_Task instructions_
Copy each line below that contains "stored".

(Collected data entries)
┄┄┄┄┄┄
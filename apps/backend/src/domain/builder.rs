//! In-progress team building session.
//!
//! A `TeamBuilder` is owned by whoever drives the session (an HTTP handler
//! replaying a request, or a client). Saving is split in two so the
//! persistence call can happen outside the builder:
//!
//! 1. [`TeamBuilder::begin_commit`] validates and returns the [`NewTeam`] to
//!    insert. The session is marked as committing.
//! 2. [`TeamBuilder::finish_commit`] records the outcome. On failure the
//!    session reopens with every selection intact so the save can be retried.

use uuid::Uuid;

use crate::domain::formation::{Formation, FormationError, GameMode, Row, UnitId, ValidationIssue};
use crate::domain::team::{NewTeam, Owner, Team};

/// Occupancy/lifecycle state of a session.
#[derive(Debug, Clone, Copy, PartialEq, Eq)]
pub enum BuilderState {
    Empty,
    PartiallyFilled,
    /// Occupancy has reached the mode's combined cap.
    Full,
    Committed,
    Abandoned,
}

#[derive(Debug, Clone, Copy, PartialEq, Eq)]
enum Phase {
    Open,
    Committing,
    Committed(Uuid),
    Abandoned,
}

#[derive(Debug, Clone)]
pub struct TeamBuilder {
    game_id: Uuid,
    editing: Option<Uuid>,
    name: String,
    mode: GameMode,
    formation: Formation,
    companion: Option<UnitId>,
    phase: Phase,
}

impl TeamBuilder {
    pub fn new(game_id: Uuid, mode: GameMode) -> Self {
        Self {
            game_id,
            editing: None,
            name: String::new(),
            mode,
            formation: Formation::default(),
            companion: None,
            phase: Phase::Open,
        }
    }

    /// Reload a session from a stored team for the edit flow.
    ///
    /// The stored rows are re-applied under the team's mode; entries that
    /// would break a rule are left out of the session.
    pub fn from_team(team: &Team) -> Self {
        let (formation, _) =
            Formation::rebuild_lenient(&team.formation.front, &team.formation.back, team.mode);
        Self {
            game_id: team.game_id,
            editing: Some(team.id),
            name: team.name.clone(),
            mode: team.mode,
            formation,
            companion: team.companion_id,
            phase: Phase::Open,
        }
    }

    pub fn game_id(&self) -> Uuid {
        self.game_id
    }

    /// Team being edited, if this session was loaded from one.
    pub fn editing(&self) -> Option<Uuid> {
        self.editing
    }

    pub fn name(&self) -> &str {
        &self.name
    }

    pub fn mode(&self) -> GameMode {
        self.mode
    }

    pub fn formation(&self) -> &Formation {
        &self.formation
    }

    pub fn companion(&self) -> Option<UnitId> {
        self.companion
    }

    pub fn is_committing(&self) -> bool {
        self.phase == Phase::Committing
    }

    pub fn state(&self) -> BuilderState {
        match self.phase {
            Phase::Committed(_) => BuilderState::Committed,
            Phase::Abandoned => BuilderState::Abandoned,
            Phase::Open | Phase::Committing => {
                let occupied = self.formation.occupied();
                if occupied == 0 {
                    BuilderState::Empty
                } else if occupied >= self.mode.total_cap() {
                    BuilderState::Full
                } else {
                    BuilderState::PartiallyFilled
                }
            }
        }
    }

    fn ensure_open(&self) -> Result<(), FormationError> {
        match self.phase {
            Phase::Open | Phase::Committing => Ok(()),
            Phase::Committed(_) | Phase::Abandoned => Err(FormationError::SessionClosed),
        }
    }

    pub fn set_name(&mut self, name: impl Into<String>) -> Result<(), FormationError> {
        self.ensure_open()?;
        self.name = name.into();
        Ok(())
    }

    /// Switch mode. Refused while more units are assigned than the new mode
    /// allows; nothing is evicted.
    pub fn set_mode(&mut self, mode: GameMode) -> Result<(), FormationError> {
        self.ensure_open()?;
        let occupied = self.formation.occupied();
        if occupied > mode.total_cap() {
            return Err(FormationError::ModeOverCapacity {
                mode,
                occupied,
                cap: mode.total_cap(),
            });
        }
        self.mode = mode;
        Ok(())
    }

    pub fn add_unit(&mut self, unit_id: UnitId, row: Row) -> Result<(), FormationError> {
        self.ensure_open()?;
        self.formation.add(unit_id, row, self.mode)
    }

    /// No-op when the unit is not in `row`.
    pub fn remove_unit(&mut self, unit_id: UnitId, row: Row) -> Result<(), FormationError> {
        self.ensure_open()?;
        self.formation.remove(unit_id, row);
        Ok(())
    }

    /// Empty both rows, keeping name, mode, and companion.
    pub fn clear_formation(&mut self) -> Result<(), FormationError> {
        self.ensure_open()?;
        self.formation = Formation::default();
        Ok(())
    }

    pub fn select_companion(&mut self, unit_id: Option<UnitId>) -> Result<(), FormationError> {
        self.ensure_open()?;
        self.companion = unit_id;
        Ok(())
    }

    /// Validate the session and produce the row to persist.
    ///
    /// Checked in order: session open and not already saving, trimmed name
    /// non-empty, at least one unit assigned, an owner is signed in.
    pub fn begin_commit(&mut self, owner: Option<&Owner>) -> Result<NewTeam, FormationError> {
        match self.phase {
            Phase::Open => {}
            Phase::Committing => return Err(FormationError::CommitInProgress),
            Phase::Committed(_) | Phase::Abandoned => return Err(FormationError::SessionClosed),
        }

        let name = self.name.trim();
        if name.is_empty() {
            return Err(FormationError::ValidationFailed(ValidationIssue::EmptyName));
        }
        if self.formation.is_empty() {
            return Err(FormationError::ValidationFailed(ValidationIssue::NoUnits));
        }
        let owner = owner.ok_or(FormationError::AuthenticationRequired)?;

        let new_team = NewTeam {
            game_id: self.game_id,
            name: name.to_string(),
            mode: self.mode,
            owner_id: owner.user_id,
            owner_name: owner.display_name.clone(),
            formation: self.formation.clone(),
            companion_id: self.companion,
            companion_image_url: None,
        };
        self.phase = Phase::Committing;
        Ok(new_team)
    }

    /// Record the persistence outcome of a commit started with
    /// [`begin_commit`](Self::begin_commit).
    pub fn finish_commit(
        &mut self,
        outcome: Result<Uuid, String>,
    ) -> Result<Uuid, FormationError> {
        if self.phase != Phase::Committing {
            return Err(FormationError::SessionClosed);
        }
        match outcome {
            Ok(team_id) => {
                self.phase = Phase::Committed(team_id);
                Ok(team_id)
            }
            Err(detail) => {
                self.phase = Phase::Open;
                Err(FormationError::PersistenceFailed { detail })
            }
        }
    }

    /// Discard the session.
    pub fn abandon(&mut self) {
        if !matches!(self.phase, Phase::Committed(_)) {
            self.phase = Phase::Abandoned;
        }
    }

    /// Id of the saved team once committed.
    pub fn committed_id(&self) -> Option<Uuid> {
        match self.phase {
            Phase::Committed(id) => Some(id),
            _ => None,
        }
    }
}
┄┄┄┄┄┄
_Written reply_
    /// Reload a session from a stored team for the edit flow.
    /// The stored rows are re-applied under the team's mode; entries that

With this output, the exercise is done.